## Problem requirements
Wherever a line holds the word "fixed", copy that line from the data.

## Saved entries
# # # # #

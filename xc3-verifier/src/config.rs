//! Configuration for the verification pipeline.
//!
//! Feedback tiers and fraud thresholds are policy constants that have not
//! been calibrated against real fraud data, so they live here rather than
//! in the scoring code.

use serde::{Deserialize, Serialize};

use crate::types::{Result, VerifyError};
use xc3_analyzer::AnalyzerConfig;

/// Default model identifier attached to every verification result.
pub const DEFAULT_MODEL_NAME: &str = "xc3-local-verifier-v1";

/// Configuration for the whole verification pipeline.
#[derive(Debug, Clone, Default, Serialize, Deserialize)]
#[serde(default)]
pub struct Xc3Config {
    /// Document analysis configuration
    pub analyzer: AnalyzerConfig,
    /// Aggregate scoring configuration
    pub verifier: VerifierConfig,
    /// Fraud rule configuration
    pub fraud: FraudConfig,
}

impl Xc3Config {
    /// Load config from YAML.
    pub fn from_yaml(yaml: &str) -> std::result::Result<Self, serde_yaml::Error> {
        serde_yaml::from_str(yaml)
    }

    /// Serialize to YAML.
    pub fn to_yaml(&self) -> std::result::Result<String, serde_yaml::Error> {
        serde_yaml::to_string(self)
    }

    /// Check that thresholds are ordered and in range.
    pub fn validate(&self) -> Result<()> {
        if self.analyzer.max_concurrent_documents == 0 {
            return Err(VerifyError::Config(
                "analyzer.max_concurrent_documents must be at least 1".to_string(),
            ));
        }
        if self.verifier.model_name.trim().is_empty() {
            return Err(VerifyError::Config("verifier.model_name must not be empty".to_string()));
        }
        self.verifier.tiers.validate()?;
        self.fraud.validate()
    }
}

/// Configuration for the project verifier.
#[derive(Debug, Clone, Serialize, Deserialize)]
#[serde(default)]
pub struct VerifierConfig {
    /// Identifies the scoring logic that produced a result
    pub model_name: String,
    /// Score bands for feedback
    pub tiers: FeedbackTiers,
}

impl Default for VerifierConfig {
    fn default() -> Self {
        Self {
            model_name: DEFAULT_MODEL_NAME.to_string(),
            tiers: FeedbackTiers::default(),
        }
    }
}

/// Lower bounds of the feedback tiers. Scores below `acceptable` are poor.
#[derive(Debug, Clone, Copy, PartialEq, Serialize, Deserialize)]
#[serde(default)]
pub struct FeedbackTiers {
    pub excellent: f64,
    pub good: f64,
    pub acceptable: f64,
}

impl Default for FeedbackTiers {
    fn default() -> Self {
        Self {
            excellent: 0.85,
            good: 0.75,
            acceptable: 0.65,
        }
    }
}

impl FeedbackTiers {
    fn validate(&self) -> Result<()> {
        let ordered = 0.0 <= self.acceptable
            && self.acceptable < self.good
            && self.good < self.excellent
            && self.excellent <= 1.0;

        if ordered {
            Ok(())
        } else {
            Err(VerifyError::Config(format!(
                "feedback tiers must satisfy 0 <= acceptable < good < excellent <= 1, got {} / {} / {}",
                self.acceptable, self.good, self.excellent
            )))
        }
    }
}

/// Configuration for the fraud detector.
#[derive(Debug, Clone, Serialize, Deserialize)]
#[serde(default)]
pub struct FraudConfig {
    /// Fewer documents than this is flagged
    pub min_documents: usize,
    pub insufficient_documentation_penalty: f64,
    /// Claims above this volume (tCO2e) are flagged
    pub high_volume_tco2e: f64,
    pub high_volume_penalty: f64,
    /// Average authenticity below this is flagged
    pub authenticity_floor: f64,
    pub low_authenticity_penalty: f64,
    /// Average consistency below this is flagged
    pub consistency_floor: f64,
    pub inconsistency_penalty: f64,
    /// Risk scores at or above this are medium
    pub medium_risk_at: f64,
    /// Risk scores at or above this are high
    pub high_risk_at: f64,
}

impl Default for FraudConfig {
    fn default() -> Self {
        Self {
            min_documents: 2,
            insufficient_documentation_penalty: 0.20,
            high_volume_tco2e: 100_000.0,
            high_volume_penalty: 0.15,
            authenticity_floor: 0.6,
            low_authenticity_penalty: 0.25,
            consistency_floor: 0.5,
            inconsistency_penalty: 0.30,
            medium_risk_at: 0.3,
            high_risk_at: 0.6,
        }
    }
}

impl FraudConfig {
    fn validate(&self) -> Result<()> {
        if !(0.0 < self.medium_risk_at && self.medium_risk_at < self.high_risk_at) {
            return Err(VerifyError::Config(format!(
                "fraud risk cut-offs must satisfy 0 < medium < high, got {} / {}",
                self.medium_risk_at, self.high_risk_at
            )));
        }

        let penalties = [
            self.insufficient_documentation_penalty,
            self.high_volume_penalty,
            self.low_authenticity_penalty,
            self.inconsistency_penalty,
        ];
        if penalties.iter().any(|p| !p.is_finite() || *p < 0.0) {
            return Err(VerifyError::Config(
                "fraud penalties must be finite and non-negative".to_string(),
            ));
        }

        Ok(())
    }
}

#[cfg(test)]
mod tests {
    use super::*;

    #[test]
    fn test_default_config() {
        let config = Xc3Config::default();
        assert_eq!(config.verifier.model_name, DEFAULT_MODEL_NAME);
        assert_eq!(config.verifier.tiers.excellent, 0.85);
        assert_eq!(config.fraud.high_risk_at, 0.6);
        assert_eq!(config.analyzer.max_concurrent_documents, 8);
        assert!(config.validate().is_ok());
    }

    #[test]
    fn test_yaml_roundtrip() {
        let mut config = Xc3Config::default();
        config.analyzer.simulation_seed = Some(99);
        config.verifier.model_name = "xc3-test".to_string();

        let yaml = config.to_yaml().unwrap();
        let parsed = Xc3Config::from_yaml(&yaml).unwrap();
        assert_eq!(parsed.analyzer.simulation_seed, Some(99));
        assert_eq!(parsed.verifier.model_name, "xc3-test");
    }

    #[test]
    fn test_partial_yaml_uses_defaults() {
        let yaml = r#"
fraud:
  high_volume_tco2e: 250000
verifier:
  tiers:
    excellent: 0.9
"#;
        let config = Xc3Config::from_yaml(yaml).unwrap();
        assert_eq!(config.fraud.high_volume_tco2e, 250_000.0);
        assert_eq!(config.fraud.min_documents, 2);
        assert_eq!(config.verifier.tiers.excellent, 0.9);
        assert_eq!(config.verifier.tiers.good, 0.75);
        assert!(config.validate().is_ok());
    }

    #[test]
    fn test_validate_rejects_misordered_thresholds() {
        let mut config = Xc3Config::default();
        config.verifier.tiers.good = 0.9;
        assert!(matches!(config.validate(), Err(VerifyError::Config(_))));

        let mut config = Xc3Config::default();
        config.fraud.medium_risk_at = 0.7;
        assert!(matches!(config.validate(), Err(VerifyError::Config(_))));

        let mut config = Xc3Config::default();
        config.analyzer.max_concurrent_documents = 0;
        assert!(config.validate().is_err());
    }
}
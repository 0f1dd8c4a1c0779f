//! Core traits for document scoring backends.
//!
//! This module defines the `DocumentScorer` trait - the abstraction over
//! whatever produces the four quality scores for a document.

use async_trait::async_trait;
use serde::{Deserialize, Serialize};

use crate::kind::DocumentKind;
use crate::types::{DocumentInput, ExtractedFields, QualityScores};

/// Error types for scoring operations.
#[derive(Debug, thiserror::Error)]
pub enum ScorerError {
    /// Backend is not available
    #[error("Scorer unavailable: {0}")]
    Unavailable(String),

    /// Request failed
    #[error("Request failed: {0}")]
    RequestFailed(String),

    /// Network error
    #[error("Network error: {0}")]
    NetworkError(String),

    /// Parsing error
    #[error("Parse error: {0}")]
    ParseError(String),
}

/// Output of a scoring backend.
#[derive(Debug, Clone, PartialEq, Serialize, Deserialize)]
pub struct ScorerOutput {
    /// Quality scores (clamped by the analyzer afterwards)
    pub scores: QualityScores,
    /// Fields the backend found in the content
    #[serde(default)]
    pub extracted: ExtractedFields,
}

impl ScorerOutput {
    /// Output with scores only.
    pub fn from_scores(scores: QualityScores) -> Self {
        Self {
            scores,
            extracted: ExtractedFields::default(),
        }
    }
}

/// Core trait for document scoring backends.
///
/// Implementations must be side-effect free with respect to other
/// documents: each call sees exactly one document.
#[async_trait]
pub trait DocumentScorer: Send + Sync {
    /// Get the scorer identifier.
    fn id(&self) -> &str;

    /// Check if the scorer is currently available.
    async fn is_available(&self) -> bool;

    /// Score one document.
    async fn score(
        &self,
        document: &DocumentInput,
        kind: DocumentKind,
    ) -> Result<ScorerOutput, ScorerError>;
}
//! Content addressing of verification inputs.
//!
//! The artifacts hash is a CIDv1 (raw codec, sha2-256 multihash) over the
//! canonical JSON form of the project metadata and document profiles.
//! Identical inputs always produce the identical identifier, which lets
//! callers deduplicate and re-check stored results.

use cid::multihash::Multihash;
use cid::Cid;
use serde::Serialize;
use sha2::{Digest, Sha256};

use crate::types::ProjectMetadata;
use xc3_analyzer::DocumentQualityProfile;

/// Multicodec code for raw binary content.
const RAW_CODEC: u64 = 0x55;

/// Multihash code for sha2-256.
const SHA2_256: u64 = 0x12;

/// Version tag embedded in the canonical form.
pub const ARTIFACTS_SCHEMA: &str = "xc3-artifacts/v1";

#[derive(Serialize)]
struct CanonicalArtifacts<'a> {
    schema: &'static str,
    project: &'a ProjectMetadata,
    documents: &'a [DocumentQualityProfile],
}

/// Canonical serialization of the verification inputs.
pub fn canonical_bytes(metadata: &ProjectMetadata, profiles: &[DocumentQualityProfile]) -> Vec<u8> {
    let artifacts = CanonicalArtifacts {
        schema: ARTIFACTS_SCHEMA,
        project: metadata,
        documents: profiles,
    };
    serde_json::to_vec(&artifacts).unwrap_or_default()
}

/// Content identifier of the verification inputs.
pub fn artifacts_hash(metadata: &ProjectMetadata, profiles: &[DocumentQualityProfile]) -> String {
    let digest = Sha256::digest(canonical_bytes(metadata, profiles));
    // A 32-byte digest always fits the 64-byte multihash
    Multihash::<64>::wrap(SHA2_256, &digest)
        .map(|hash| Cid::new_v1(RAW_CODEC, hash).to_string())
        .unwrap_or_default()
}
//! Mock scorer for testing.

use async_trait::async_trait;
use std::sync::atomic::{AtomicBool, AtomicU32, Ordering};
use std::time::Duration;

use super::traits::*;
use crate::kind::DocumentKind;
use crate::types::{DocumentInput, ExtractedFields, QualityScores};

/// Mock scorer for testing.
///
/// Returns fixed scores, optionally after a delay.
pub struct MockScorer {
    scorer_id: String,
    available: AtomicBool,
    output: ScorerOutput,
    delay: Duration,
    call_count: AtomicU32,
}

impl MockScorer {
    /// Create a mock returning `scores` for every document.
    pub fn new(scores: QualityScores) -> Self {
        Self {
            scorer_id: "mock-scorer".to_string(),
            available: AtomicBool::new(true),
            output: ScorerOutput::from_scores(scores),
            delay: Duration::ZERO,
            call_count: AtomicU32::new(0),
        }
    }

    /// Set the extracted fields returned with every score.
    pub fn with_extracted(mut self, extracted: ExtractedFields) -> Self {
        self.output.extracted = extracted;
        self
    }

    /// Delay every call (for deadline tests).
    pub fn with_delay(mut self, delay: Duration) -> Self {
        self.delay = delay;
        self
    }

    /// Set availability.
    pub fn with_available(self, available: bool) -> Self {
        self.available.store(available, Ordering::SeqCst);
        self
    }

    /// Get the number of times score was called.
    pub fn call_count(&self) -> u32 {
        self.call_count.load(Ordering::SeqCst)
    }
}

impl Default for MockScorer {
    fn default() -> Self {
        Self::new(QualityScores::uniform(0.9))
    }
}

#[async_trait]
impl DocumentScorer for MockScorer {
    fn id(&self) -> &str {
        &self.scorer_id
    }

    async fn is_available(&self) -> bool {
        self.available.load(Ordering::SeqCst)
    }

    async fn score(
        &self,
        document: &DocumentInput,
        _kind: DocumentKind,
    ) -> Result<ScorerOutput, ScorerError> {
        self.call_count.fetch_add(1, Ordering::SeqCst);

        if !self.available.load(Ordering::SeqCst) {
            return Err(ScorerError::Unavailable("Mock scorer disabled".to_string()));
        }

        if !self.delay.is_zero() {
            tokio::time::sleep(self.delay).await;
        }

        tracing::trace!(file_name = %document.file_name, "Mock scorer returning fixed output");
        Ok(self.output.clone())
    }
}

#[cfg(test)]
mod tests {
    use super::*;

    #[tokio::test]
    async fn test_mock_scorer() {
        let scorer = MockScorer::new(QualityScores::uniform(0.7));
        let doc = DocumentInput::new("a.pdf", "application/pdf", b"%PDF".to_vec());

        assert!(scorer.is_available().await);
        assert_eq!(scorer.call_count(), 0);

        let output = scorer.score(&doc, DocumentKind::Pdf).await.unwrap();
        assert_eq!(output.scores, QualityScores::uniform(0.7));
        assert_eq!(scorer.call_count(), 1);
    }

    #[tokio::test]
    async fn test_mock_unavailable() {
        let scorer = MockScorer::default().with_available(false);
        let doc = DocumentInput::new("a.pdf", "application/pdf", b"%PDF".to_vec());

        assert!(!scorer.is_available().await);
        assert!(scorer.score(&doc, DocumentKind::Pdf).await.is_err());
    }
}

# # # # #

## Response
/// Returns fixed scores, optionally after a delay.
        tracing::trace!(file_name = %document.file_name, "Mock scorer returning fixed output");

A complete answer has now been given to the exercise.